The Ballgame Ritualizes War, Sacrifice, and the Maya Creation Story
Played with a solid rubber ball and no hands or feet, the game known as Pok-a-Tok reenacts the Hero Twins' victory over the lords of the underworld
Quick facts
- Maya name
- Pok-a-Tok
- Team size
- Seven players per side
- Mythic reference
- The Hero Twins vs. the Lords of Xibalba, Popol Vuh
What happened
The Mesoamerican ballgame, called Pok-a-Tok among the Maya, was played by two teams of seven who struck a solid rubber ball using only the hips, shoulders, head, and knees, aiming to send it through a stone hoop mounted high on a court wall. More ball courts have been found in and around the Gulf Coast city of El Tajin than anywhere else in the region, and the game was closely tied to the Popol Vuh's story of the Hero Twins Hunahpu and Xbalanque, who defeat the Lords of Xibalba, the underworld, in a ballgame that mirrors the Maya belief in the cyclical nature of life and death. The 16th-century Spanish bishop Diego de Landa wrote that watching the Maya play was like watching lightning strikes, they moved so quickly. Popular belief long held that the losing team's captain was sacrificed afterward, but the World History Encyclopedia notes that decipherment of ballcourt glyphs, together with archaeological evidence, suggests it may in some cases have been the winning captain who was honored with a ritual death understood as instant passage to paradise, a reading scholars Linda Schele and Mary Ellen Miller caution is not supported by any single source and remains debated.
Why it matters
The ballgame was never simply a sport.

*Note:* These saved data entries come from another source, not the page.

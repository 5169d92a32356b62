use serde_json::Value;

use crate::catalog::errors::CatalogError;

// -----------------------------------------------------------------------------------------------

// 目录树：学期 -> 课程 -> 周 -> 小节，加载完成后不再变动
#[derive(Debug, Clone, Default)]
pub struct Catalog {
    pub semesters: Vec<Semester>, // 学期列表（保持文档顺序）
}

#[derive(Debug, Clone)]
pub struct Semester {
    pub title: String,       // 学期标题
    pub courses: Vec<Course>, // 课程列表
}

#[derive(Debug, Clone)]
pub struct Course {
    pub title: String,    // 课程标题
    pub weeks: Vec<Week>, // 周列表
}

#[derive(Debug, Clone)]
pub struct Week {
    pub title: String,          // 周标题
    pub sections: Vec<Section>, // 小节列表
}

/// 小节：目录树的叶子，对应一个可播放的视频
#[derive(Debug, Clone, PartialEq)]
pub struct Section {
    pub title: String,               // 小节标题
    pub url: String,                 // 视频地址（兼容 src 字段）
    pub duration: Option<f64>,       // 时长（秒）
    pub description: Option<String>, // 简介（兼容 desc 字段）
    pub subtitle: Option<String>,    // 显式指定的字幕地址（兼容 subtitle_url 字段）
}

// -----------------------------------------------------------------------------------------------

impl Catalog {
    /// 从 JSON 文本解析目录树。
    ///
    /// 每一层既接受对象数组，也接受"键即标题"的对象编码，
    /// 两种写法的遍历顺序都与文档一致。解析失败直接报错，不产出半棵树。
    pub fn from_json_str(body: &str) -> Result<Self, CatalogError> {
        let root: Value = serde_json::from_str(body)?;
        Ok(Self {
            semesters: parse_semesters(&root)?,
        })
    }

    pub fn is_empty(&self) -> bool {
        self.semesters.is_empty()
    }

    /// 目录中小节总数
    pub fn section_count(&self) -> usize {
        self.semesters
            .iter()
            .flat_map(|s| &s.courses)
            .flat_map(|c| &c.weeks)
            .map(|w| w.sections.len())
            .sum()
    }
}

// -----------------------------------------------------------------------------------------------
// 逐层递归下钻：数组元素自带 title 字段，对象编码用键名兜底

fn parse_semesters(root: &Value) -> Result<Vec<Semester>, CatalogError> {
    walk_level(root, "学期", |title, body| {
        Ok(Semester {
            title,
            courses: parse_courses(children_of(body, "courses"))?,
        })
    })
}

fn parse_courses(node: &Value) -> Result<Vec<Course>, CatalogError> {
    walk_level(node, "课程", |title, body| {
        Ok(Course {
            title,
            weeks: parse_weeks(children_of(body, "weeks"))?,
        })
    })
}

fn parse_weeks(node: &Value) -> Result<Vec<Week>, CatalogError> {
    walk_level(node, "周", |title, body| {
        Ok(Week {
            title,
            sections: parse_sections(children_of(body, "sections"))?,
        })
    })
}

fn parse_sections(node: &Value) -> Result<Vec<Section>, CatalogError> {
    match node {
        Value::Null => Ok(Vec::new()),
        Value::Array(items) => items.iter().map(|item| parse_section(None, item)).collect(),
        Value::Object(map) => map
            .iter()
            .map(|(key, body)| parse_section(Some(key.as_str()), body))
            .collect(),
        other => Err(CatalogError::Parse(format!(
            "小节列表必须是数组或对象，实际为 {}",
            type_name(other)
        ))),
    }
}

fn parse_section(key: Option<&str>, body: &Value) -> Result<Section, CatalogError> {
    let obj = body.as_object().ok_or_else(|| {
        CatalogError::Parse(format!("小节必须是对象，实际为 {}", type_name(body)))
    })?;

    let title = obj
        .get("title")
        .and_then(Value::as_str)
        .or(key)
        .ok_or_else(|| CatalogError::Parse("小节缺少 title 字段".to_string()))?
        .to_string();

    let url = obj
        .get("url")
        .or_else(|| obj.get("src"))
        .and_then(Value::as_str)
        .ok_or_else(|| CatalogError::Parse(format!("小节 {} 缺少 url 字段", title)))?
        .to_string();

    Ok(Section {
        title,
        url,
        duration: obj.get("duration").and_then(Value::as_f64),
        description: obj
            .get("description")
            .or_else(|| obj.get("desc"))
            .and_then(Value::as_str)
            .map(str::to_string),
        subtitle: obj
            .get("subtitle")
            .or_else(|| obj.get("subtitle_url"))
            .and_then(Value::as_str)
            .map(str::to_string),
    })
}

/// 遍历一个非叶子层级，对每个条目取出标题后交给 build 继续下钻
fn walk_level<T>(
    node: &Value,
    level_name: &str,
    build: impl Fn(String, &Value) -> Result<T, CatalogError>,
) -> Result<Vec<T>, CatalogError> {
    match node {
        Value::Null => Ok(Vec::new()),
        Value::Array(items) => {
            let mut out = Vec::with_capacity(items.len());
            for item in items {
                let title = item
                    .get("title")
                    .and_then(Value::as_str)
                    .ok_or_else(|| {
                        CatalogError::Parse(format!("{}条目缺少 title 字段", level_name))
                    })?
                    .to_string();
                out.push(build(title, item)?);
            }
            Ok(out)
        }
        // 对象编码：键即标题，显式 title 字段优先
        Value::Object(map) => {
            let mut out = Vec::with_capacity(map.len());
            for (key, body) in map {
                let title = body
                    .get("title")
                    .and_then(Value::as_str)
                    .unwrap_or(key.as_str())
                    .to_string();
                out.push(build(title, body)?);
            }
            Ok(out)
        }
        other => Err(CatalogError::Parse(format!(
            "{}列表必须是数组或对象，实际为 {}",
            level_name,
            type_name(other)
        ))),
    }
}

static NULL: Value = Value::Null;

/// 取子层容器：对象里有对应键就用它，否则条目本身就是子层容器
/// （键即标题编码下的对象，或直接挂数组的写法）
fn children_of<'a>(body: &'a Value, key: &str) -> &'a Value {
    match body.get(key) {
        Some(children) => children,
        None => match body {
            Value::Array(_) => body,
            // 带 title 的对象是条目自述，不是子层容器
            Value::Object(map) if !map.contains_key("title") => body,
            _ => &NULL,
        },
    }
}

fn type_name(value: &Value) -> &'static str {
    match value {
        Value::Null => "null",
        Value::Bool(_) => "bool",
        Value::Number(_) => "number",
        Value::String(_) => "string",
        Value::Array(_) => "array",
        Value::Object(_) => "object",
    }
}

// -----------------------------------------------------------------------------------------------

It functioned as a ritual reenactment of the Maya creation myth and, at many sites, as a venue for the ritual killing of war captives, linking athletic competition directly to warfare, religion, and royal legitimacy across the Maya world.
How we know
Ballcourt architecture survives at dozens of sites, and its ritual meaning is reconstructed from the Popol Vuh narrative, from carved ballcourt panels depicting sacrifice, and from colonial-era Spanish observers like Diego de Landa, though the exact fate of losing versus winning teams remains a matter of scholarly disagreement rather than settled fact.
Sources
- Joshua J. Mark, World History Encyclopedia. Maya Civilization · Reputable sourceworldhistory.org · The domain "worldhistory.org" is on our Reputable source registry. · Link is live and its text matches the event's key terms (Jul 2026)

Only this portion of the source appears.